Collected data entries
-- Opening Marker --

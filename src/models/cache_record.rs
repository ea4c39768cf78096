use serde::{Deserialize, Serialize};

use super::BookmarkId;

/// Cached classification state for one article text.
///
/// A record starts with an empty label when its article is first queued for
/// classification and gets its label filled in once the classifier answers.
/// Records are never removed.
#[derive(Debug, Clone, PartialEq, Eq, Serialize, Deserialize)]
pub struct CacheRecord {
    bookmark_id: BookmarkId,
    article: String,
    label: String,
}

impl CacheRecord {
    /// Creates an unlabeled record.
    pub fn unlabeled(bookmark_id: BookmarkId, article: impl Into<String>) -> Self {
        Self::new(bookmark_id, article, String::new())
    }

    /// Creates a record with the given label (possibly empty).
    pub fn new(bookmark_id: BookmarkId, article: impl Into<String>, label: impl Into<String>) -> Self {
        Self {
            bookmark_id,
            article: article.into(),
            label: label.into(),
        }
    }

    /// Returns the ID of the bookmark that receives this record's tag.
    pub fn bookmark_id(&self) -> BookmarkId {
        self.bookmark_id
    }

    /// Returns the normalized article text.
    pub fn article(&self) -> &str {
        &self.article
    }

    /// Returns the label, empty when unclassified.
    pub fn label(&self) -> &str {
        &self.label
    }

    /// Returns true once a non-empty label has been assigned.
    pub fn is_labeled(&self) -> bool {
        !self.label.is_empty()
    }

    /// Replaces the label.
    pub fn set_label(&mut self, label: impl Into<String>) {
        self.label = label.into();
    }
}
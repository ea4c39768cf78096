use std::num::NonZeroUsize;
use std::path::PathBuf;

use anyhow::{Context, Result};
use clap::Parser;
use clap::error::ErrorKind;
use droptag::Config;
use droptag::config::default_cache_path;
use tracing::info;
use tracing_subscriber::EnvFilter;

/// droptag - classify bookmarks with a language model and tag them
#[derive(Parser, Debug)]
#[command(name = "droptag")]
#[command(about = "Classify Raindrop.io bookmarks with a completion model and write the label back as a tag")]
#[command(version)]
struct Cli {
    /// API key for the completion API
    #[arg(long, env = "OPENAI_API_KEY", hide_env_values = true)]
    completion_api_key: String,

    /// API token for the bookmarking service
    #[arg(long, env = "RAINDROP_KEY", hide_env_values = true)]
    bookmark_api_key: String,

    /// Collection to scan
    #[arg(long, env = "RAINDROP_COLLECTION_ID", allow_negative_numbers = true)]
    collection_id: i64,

    /// Number of items per classification request
    #[arg(long, env = "DROPTAG_BATCH_SIZE", default_value = "15")]
    batch_size: NonZeroUsize,

    /// Cache snapshot to resume from (default: a new timestamped file)
    #[arg(long = "cache-file", env = "DROPTAG_CACHE_FILE", value_name = "PATH")]
    cache_file_path: Option<PathBuf>,

    /// Seconds to wait between tag updates
    #[arg(long = "tag-push-delay", env = "DROPTAG_TAG_PUSH_DELAY", default_value = "0.5", value_name = "SECONDS", allow_negative_numbers = true)]
    tag_push_delay_seconds: f64,

    /// Completion model name
    #[arg(long = "model", env = "OPENAI_MODEL", default_value = "gpt-3.5-turbo")]
    completion_model: String,

    /// Base URL of the completion API
    #[arg(long, env = "OPENAI_BASE_URL", hide = true)]
    completion_base_url: Option<String>,

    /// Base URL of the bookmarking service API
    #[arg(long, env = "RAINDROP_BASE_URL", hide = true)]
    bookmark_base_url: Option<String>,
}

fn main() {
    let _ = dotenvy::dotenv();
    let cli = match Cli::try_parse() {
        Ok(cli) => cli,
        Err(e) => {
            let _ = e.print();
            std::process::exit(parse_exit_code(&e));
        }
    };

    tracing_subscriber::fmt()
        .with_env_filter(
            EnvFilter::try_from_default_env().unwrap_or_else(|_| EnvFilter::new("droptag=info")),
        )
        .init();

    let config = match build_config(cli) {
        Ok(config) => config,
        Err(e) => {
            eprintln!("Error: {e:#}");
            std::process::exit(1);
        }
    };

    if let Err(e) = run(config) {
        eprintln!("Error: {e:#}");
        std::process::exit(2);
    }
}

/// Exit status for an argument parsing outcome.
///
/// `--help` and `--version` succeed; every other parse failure is a
/// configuration error.
fn parse_exit_code(error: &clap::Error) -> i32 {
    match error.kind() {
        ErrorKind::DisplayHelp | ErrorKind::DisplayVersion => 0,
        _ => 1,
    }
}

/// Turns parsed arguments into a run configuration.
///
/// Fills in the timestamped cache path when none was given.
fn build_config(cli: Cli) -> Result<Config> {
    if !cli.tag_push_delay_seconds.is_finite() || cli.tag_push_delay_seconds < 0.0 {
        anyhow::bail!(
            "Tag push delay must be a non-negative number of seconds, got {}",
            cli.tag_push_delay_seconds
        );
    }

    let cache_file_path = match cli.cache_file_path {
        Some(path) => path,
        None => default_cache_path()?,
    };

    Ok(Config {
        completion_api_key: cli.completion_api_key,
        bookmark_api_key: cli.bookmark_api_key,
        collection_id: cli.collection_id,
        batch_size: cli.batch_size,
        cache_file_path,
        tag_push_delay_seconds: cli.tag_push_delay_seconds,
        completion_model: cli.completion_model,
        completion_base_url: cli.completion_base_url,
        bookmark_base_url: cli.bookmark_base_url,
    })
}

fn run(config: Config) -> Result<()> {
    info!(
        collection_id = config.collection_id,
        batch_size = config.batch_size.get(),
        cache_file = %config.cache_file_path.display(),
        model = %config.completion_model,
        "starting run"
    );

    let pipeline = config.into_pipeline().context("Failed to set up pipeline")?;
    let summary = pipeline.run()?;

    info!(
        items = summary.items,
        batches = summary.batches,
        classifier_calls = summary.classifier_calls,
        already_labeled = summary.already_labeled,
        labels_applied = summary.labels_applied,
        unmatched = summary.unmatched.len(),
        tags_pushed = summary.tags_pushed,
        model = %pipeline.classifier().model(),
        cache_file = %pipeline.store().path().display(),
        "run complete"
    );
    Ok(())
}
use serde::{Deserialize, Serialize};

use super::{BookmarkId, Fingerprint};

/// A bookmark as seen by one run: its service ID and normalized title.
///
/// Items are compared by `(id, text)`, so a set of items collapses exact
/// duplicates while keeping two bookmarks that merely share a title.
#[derive(Debug, Clone, PartialEq, Eq, PartialOrd, Ord, Hash, Serialize, Deserialize)]
pub struct BookmarkItem {
    id: BookmarkId,
    text: String,
}

impl BookmarkItem {
    /// Creates a bookmark item from an ID and an already-normalized title.
    pub fn new(id: BookmarkId, text: impl Into<String>) -> Self {
        Self {
            id,
            text: text.into(),
        }
    }

    /// Returns the bookmark's service ID.
    pub fn id(&self) -> BookmarkId {
        self.id
    }

    /// Returns the normalized title.
    pub fn text(&self) -> &str {
        &self.text
    }

    /// Returns the cache key for this item's text.
    pub fn fingerprint(&self) -> Fingerprint {
        Fingerprint::of(&self.text)
    }
}
/// OpenAI-compatible chat completion client module.
///
/// This module provides a blocking client for single-turn chat completions,
/// along with error types and builder patterns for configuration.
mod client;

pub use client::{CompletionClient, CompletionError, OpenAiClient, OpenAiClientBuilder};
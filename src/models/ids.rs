use serde::{Deserialize, Serialize};
use sha1::{Digest, Sha1};
use std::fmt;

/// Unique identifier for a bookmark in the bookmarking service.
///
/// Wraps the service's integer ID to prevent accidental mixing with
/// collection IDs or page indexes.
#[derive(Debug, Clone, Copy, PartialEq, Eq, PartialOrd, Ord, Hash, Serialize, Deserialize)]
#[serde(transparent)]
pub struct BookmarkId(i64);

impl BookmarkId {
    /// Creates a new bookmark ID.
    pub fn new(id: i64) -> Self {
        Self(id)
    }

    /// Returns the underlying ID value.
    pub fn get(self) -> i64 {
        self.0
    }
}

impl fmt::Display for BookmarkId {
    fn fmt(&self, f: &mut fmt::Formatter<'_>) -> fmt::Result {
        write!(f, "{}", self.0)
    }
}

/// Content fingerprint used as the cache key.
///
/// The lowercase hex SHA-1 digest of the UTF-8 bytes of a normalized article
/// text. Two texts with the same fingerprint are treated as the same article.
#[derive(Debug, Clone, PartialEq, Eq, PartialOrd, Ord, Hash, Serialize, Deserialize)]
#[serde(transparent)]
pub struct Fingerprint(String);

impl Fingerprint {
    /// Computes the fingerprint of `text`.
    ///
    /// # Examples
    ///
    /// ```
    /// use droptag::Fingerprint;
    ///
    /// let fp = Fingerprint::of("hello");
    /// assert_eq!(fp.as_str(), "aaf4c61ddcc5e8a2dabede0f3b482cd9aea9434d");
    /// ```
    pub fn of(text: &str) -> Self {
        Self(hex::encode(Sha1::digest(text.as_bytes())))
    }

    /// Wraps an already-computed digest, e.g. one read back from a snapshot.
    pub fn from_hex(digest: impl Into<String>) -> Self {
        Self(digest.into())
    }

    /// Returns the hex digest.
    pub fn as_str(&self) -> &str {
        &self.0
    }
}

impl fmt::Display for Fingerprint {
    fn fmt(&self, f: &mut fmt::Formatter<'_>) -> fmt::Result {
        f.write_str(&self.0)
    }
}

#[cfg(test)]
mod tests {
    use super::*;

    #[test]
    fn bookmark_id_new_and_get() {
        let id = BookmarkId::new(42);
        assert_eq!(id.get(), 42);
    }

    #[test]
    fn bookmark_id_display_shows_raw_value() {
        assert_eq!(format!("{}", BookmarkId::new(123)), "123");
    }

    #[test]
    fn bookmark_id_serializes_as_raw_integer() {
        let id = BookmarkId::new(42);
        let json = serde_json::to_string(&id).unwrap();
        assert_eq!(json, "42");

        let deserialized: BookmarkId = serde_json::from_str(&json).unwrap();
        assert_eq!(deserialized, id);
    }

    #[test]
    fn fingerprint_matches_known_sha1_digest() {
        assert_eq!(
            Fingerprint::of("").as_str(),
            "da39a3ee5e6b4b0d3255bfef95601890afd80709"
        );
        assert_eq!(
            Fingerprint::of("abc").as_str(),
            "a9993e364706816aba3e25717850c26c9cd0d89d"
        );
    }

    #[test]
    fn fingerprint_is_stable_across_calls() {
        let text = "Rust ownership explained";
        assert_eq!(Fingerprint::of(text), Fingerprint::of(text));
        assert_eq!(Fingerprint::of(text).as_str().len(), 40);
    }

    #[test]
    fn fingerprint_hashes_utf8_bytes() {
        // "é" is two bytes in UTF-8
        assert_ne!(Fingerprint::of("cafe"), Fingerprint::of("café"));
        assert_eq!(
            Fingerprint::of("café"),
            Fingerprint::from_hex(hex::encode(Sha1::digest("café".as_bytes())))
        );
    }

    #[test]
    fn distinct_texts_have_distinct_fingerprints() {
        assert_ne!(Fingerprint::of("Foo"), Fingerprint::of("foo"));
        assert_ne!(Fingerprint::of("Foo"), Fingerprint::of("Foo "));
    }
}
mod bookmark;
mod cache_record;
mod ids;

pub use bookmark::BookmarkItem;
pub use cache_record::CacheRecord;
pub use ids::{BookmarkId, Fingerprint};
use super::labeler::Labels;

const ARTICLE_PREFIX: &str = "Article:";
const LABEL_PREFIX: &str = "Label:";

/// Parses a classifier reply into an article → label mapping.
///
/// # Contract
///
/// - Lines that are empty or whitespace-only are dropped.
/// - The remaining lines are read two at a time as `(article, label)`.
/// - Leading indentation and a trailing `\r` are ignored. After the
///   `Article:` prefix a single separating space is removed and the rest of
///   the article is kept exactly, since normalized titles may begin or end
///   with a space. Labels are trimmed.
/// - A line missing its prefix is taken verbatim, so misaligned replies pair
///   the wrong lines rather than failing; the reconciler reports articles it
///   cannot match.
/// - A trailing line without a partner is ignored.
/// - Records whose article or label is blank are ignored.
/// - If the same article appears twice, the later label wins.
///
/// # Examples
///
/// ```
/// use droptag::classifier::parse_reply;
///
/// let labels = parse_reply("Article: Foo\nLabel: Tech\n\nArticle: Bar \nLabel: Music\n");
/// assert_eq!(labels.get("Foo").map(String::as_str), Some("Tech"));
/// assert_eq!(labels.get("Bar ").map(String::as_str), Some("Music"));
/// ```
pub fn parse_reply(reply: &str) -> Labels {
    let lines: Vec<&str> = reply
        .lines()
        .map(|line| line.trim_start().trim_end_matches('\r'))
        .filter(|line| !line.trim().is_empty())
        .collect();

    let mut labels = Labels::new();
    for record in lines.chunks(2) {
        let [article_line, label_line] = record else {
            tracing::warn!(line = record[0], "classifier reply has a dangling line");
            continue;
        };

        let article = field(article_line, ARTICLE_PREFIX);
        let label = field(label_line, LABEL_PREFIX).trim();
        if article.trim().is_empty() || label.is_empty() {
            tracing::warn!(article_line, label_line, "classifier reply has an empty field");
            continue;
        }

        labels.insert(article.to_string(), label.to_string());
    }

    labels
}

/// Returns the value after `prefix`, minus one separating space.
fn field<'a>(line: &'a str, prefix: &str) -> &'a str {
    match line.strip_prefix(prefix) {
        Some(value) => value.strip_prefix(' ').unwrap_or(value),
        None => line,
    }
}
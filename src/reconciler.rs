//! Merges classifier output into the cache and pushes labels back as tags.

use std::thread;
use std::time::Duration;

use crate::cache::{FingerprintCache, fingerprint};
use crate::classifier::Labels;
use crate::raindrop::{BookmarkService, RaindropError};

/// Pause policy between consecutive tag pushes.
///
/// The bookmarking service rate-limits writes; the default waits half a
/// second between calls.
#[derive(Debug, Clone, Copy, PartialEq, Eq)]
pub enum RateLimit {
    /// Push as fast as the service answers.
    None,
    /// Sleep for a fixed duration between pushes.
    FixedDelay(Duration),
}

impl RateLimit {
    /// Builds a policy from a delay in seconds.
    ///
    /// Zero, negative and non-finite values disable pausing.
    pub fn from_secs_f64(secs: f64) -> Self {
        match Duration::try_from_secs_f64(secs) {
            Ok(delay) if !delay.is_zero() => RateLimit::FixedDelay(delay),
            _ => RateLimit::None,
        }
    }

    /// Blocks the current thread for the configured delay.
    pub fn pause(&self) {
        if let RateLimit::FixedDelay(delay) = self {
            thread::sleep(*delay);
        }
    }
}

impl Default for RateLimit {
    fn default() -> Self {
        RateLimit::FixedDelay(Duration::from_millis(500))
    }
}

/// What happened when a batch of labels was merged into the cache.
#[derive(Debug, Clone, Default, PartialEq, Eq)]
pub struct Reconciliation {
    /// Number of cache records whose label was set.
    pub applied: usize,
    /// Articles named in the reply that match no cache record.
    pub unmatched: Vec<String>,
}

/// Writes each `(article, label)` pair onto the cache record for that article.
///
/// Articles are looked up by fingerprint. An article with no record was never
/// submitted (the model invented or rewrote it); it is logged and skipped.
pub fn apply_labels(cache: &mut FingerprintCache, labels: &Labels) -> Reconciliation {
    let mut outcome = Reconciliation::default();

    for (article, label) in labels {
        if cache.set_label(&fingerprint(article), label) {
            outcome.applied += 1;
        } else {
            tracing::warn!(article = %article, label = %label, "classifier returned an article that was not submitted");
            outcome.unmatched.push(article.clone());
        }
    }

    outcome
}

/// Pushes every non-empty cached label to its bookmark as the bookmark's tag.
///
/// Runs over the whole cache, so labels from earlier runs are pushed again;
/// replacing a tag set with the same tags is a no-op for the service. The
/// rate-limit pause is applied between pushes.
///
/// Returns the number of bookmarks updated.
///
/// # Errors
///
/// Stops at the first failed update.
pub fn write_back(
    cache: &FingerprintCache,
    service: &dyn BookmarkService,
    rate_limit: RateLimit,
) -> Result<usize, RaindropError> {
    let mut pushed = 0;

    for record in cache.labeled() {
        if pushed > 0 {
            rate_limit.pause();
        }

        tracing::info!(
            bookmark_id = %record.bookmark_id(),
            article = %record.article(),
            label = %record.label(),
            "updating tag"
        );
        service.update_tags(record.bookmark_id(), &[record.label().to_string()])?;
        pushed += 1;
    }

    Ok(pushed)
}

#[cfg(test)]
mod tests {
    use super::*;
    use crate::models::{BookmarkId, CacheRecord};
    use crate::raindrop::RawBookmark;
    use std::sync::Mutex;
    use std::time::Instant;

    #[derive(Default)]
    struct RecordingService {
        updates: Mutex<Vec<(BookmarkId, Vec<String>)>>,
        fail_after: Option<usize>,
    }

    impl BookmarkService for RecordingService {
        fn search_page(&self, _: i64, _: u32, _: u32) -> Result<Vec<RawBookmark>, RaindropError> {
            Ok(Vec::new())
        }

        fn update_tags(&self, id: BookmarkId, tags: &[String]) -> Result<(), RaindropError> {
            let mut updates = self.updates.lock().unwrap();
            if self.fail_after == Some(updates.len()) {
                return Err(RaindropError::Http {
                    status: 429,
                    body: "Too many requests".to_string(),
                });
            }
            updates.push((id, tags.to_vec()));
            Ok(())
        }
    }

    fn cache_with(records: &[(i64, &str, &str)]) -> FingerprintCache {
        records
            .iter()
            .map(|(id, article, label)| {
                (
                    fingerprint(article),
                    CacheRecord::new(BookmarkId::new(*id), *article, *label),
                )
            })
            .collect()
    }

    fn labels(pairs: &[(&str, &str)]) -> Labels {
        pairs
            .iter()
            .map(|(a, l)| (a.to_string(), l.to_string()))
            .collect()
    }

    #[test]
    fn apply_labels_updates_matching_records() {
        let mut cache = cache_with(&[(1, "Foo", ""), (2, "Bar", "")]);

        let outcome = apply_labels(&mut cache, &labels(&[("Foo", "Technology"), ("Bar", "Music")]));

        assert_eq!(outcome.applied, 2);
        assert!(outcome.unmatched.is_empty());
        assert_eq!(cache.get(&fingerprint("Foo")).unwrap().label(), "Technology");
        assert_eq!(cache.get(&fingerprint("Bar")).unwrap().label(), "Music");
    }

    #[test]
    fn apply_labels_reports_hallucinated_articles() {
        let mut cache = cache_with(&[(1, "Foo", "")]);

        let outcome = apply_labels(
            &mut cache,
            &labels(&[("Foo", "Design"), ("Never submitted", "Finance")]),
        );

        assert_eq!(outcome.applied, 1);
        assert_eq!(outcome.unmatched, vec!["Never submitted".to_string()]);
        assert_eq!(cache.len(), 1);
    }

    #[test]
    fn apply_labels_with_empty_mapping_changes_nothing() {
        let mut cache = cache_with(&[(1, "Foo", "")]);
        let before = cache.clone();

        let outcome = apply_labels(&mut cache, &Labels::new());

        assert_eq!(outcome, Reconciliation::default());
        assert_eq!(cache, before);
    }

    #[test]
    fn write_back_pushes_only_labeled_records() {
        let cache = cache_with(&[(1, "Foo", "Technology"), (2, "Bar", ""), (3, "Baz", "Health")]);
        let service = RecordingService::default();

        let pushed = write_back(&cache, &service, RateLimit::None).unwrap();

        assert_eq!(pushed, 2);
        let mut updates = service.updates.lock().unwrap().clone();
        updates.sort();
        assert_eq!(
            updates,
            vec![
                (BookmarkId::new(1), vec!["Technology".to_string()]),
                (BookmarkId::new(3), vec!["Health".to_string()]),
            ]
        );
    }

    #[test]
    fn write_back_on_empty_cache_pushes_nothing() {
        let service = RecordingService::default();
        let pushed = write_back(&FingerprintCache::new(), &service, RateLimit::None).unwrap();
        assert_eq!(pushed, 0);
    }

    #[test]
    fn write_back_stops_at_first_failure() {
        let cache = cache_with(&[(1, "A", "Music"), (2, "B", "Music"), (3, "C", "Music")]);
        let service = RecordingService {
            fail_after: Some(1),
            ..Default::default()
        };

        let result = write_back(&cache, &service, RateLimit::None);

        assert!(matches!(result, Err(RaindropError::Http { status: 429, .. })));
        assert_eq!(service.updates.lock().unwrap().len(), 1);
    }

    #[test]
    fn write_back_pauses_between_pushes_only() {
        let cache = cache_with(&[(1, "A", "Music"), (2, "B", "Music"), (3, "C", "Music")]);
        let service = RecordingService::default();
        let start = Instant::now();

        write_back(&cache, &service, RateLimit::FixedDelay(Duration::from_millis(50))).unwrap();

        // Two pauses for three pushes
        let elapsed = start.elapsed();
        assert!(elapsed >= Duration::from_millis(100));
        assert!(elapsed < Duration::from_millis(1000));
    }

    #[test]
    fn rate_limit_from_seconds() {
        assert_eq!(
            RateLimit::from_secs_f64(0.5),
            RateLimit::FixedDelay(Duration::from_millis(500))
        );
        assert_eq!(RateLimit::from_secs_f64(0.0), RateLimit::None);
        assert_eq!(RateLimit::from_secs_f64(-1.0), RateLimit::None);
        assert_eq!(RateLimit::default(), RateLimit::from_secs_f64(0.5));
    }
}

-- Closing Marker --

Task description =>
Transcribe each line of the data above, unaltered, from the one where "an already-normalized title." appears to the one where "mod client;" appears, inclusive of both.

Answer to this exercise =>
    /// Creates a bookmark item from an ID and an already-normalized title.
    pub fn new(id: BookmarkId, text: impl Into<String>) -> Self {
        Self {
            id,
            text: text.into(),
        }
    }

    /// Returns the bookmark's service ID.
    pub fn id(&self) -> BookmarkId {
        self.id
    }

    /// Returns the normalized title.
    pub fn text(&self) -> &str {
        &self.text
    }

    /// Returns the cache key for this item's text.
    pub fn fingerprint(&self) -> Fingerprint {
        Fingerprint::of(&self.text)
    }
}
/// OpenAI-compatible chat completion client module.
///
/// This module provides a blocking client for single-turn chat completions,
/// along with error types and builder patterns for configuration.
mod client;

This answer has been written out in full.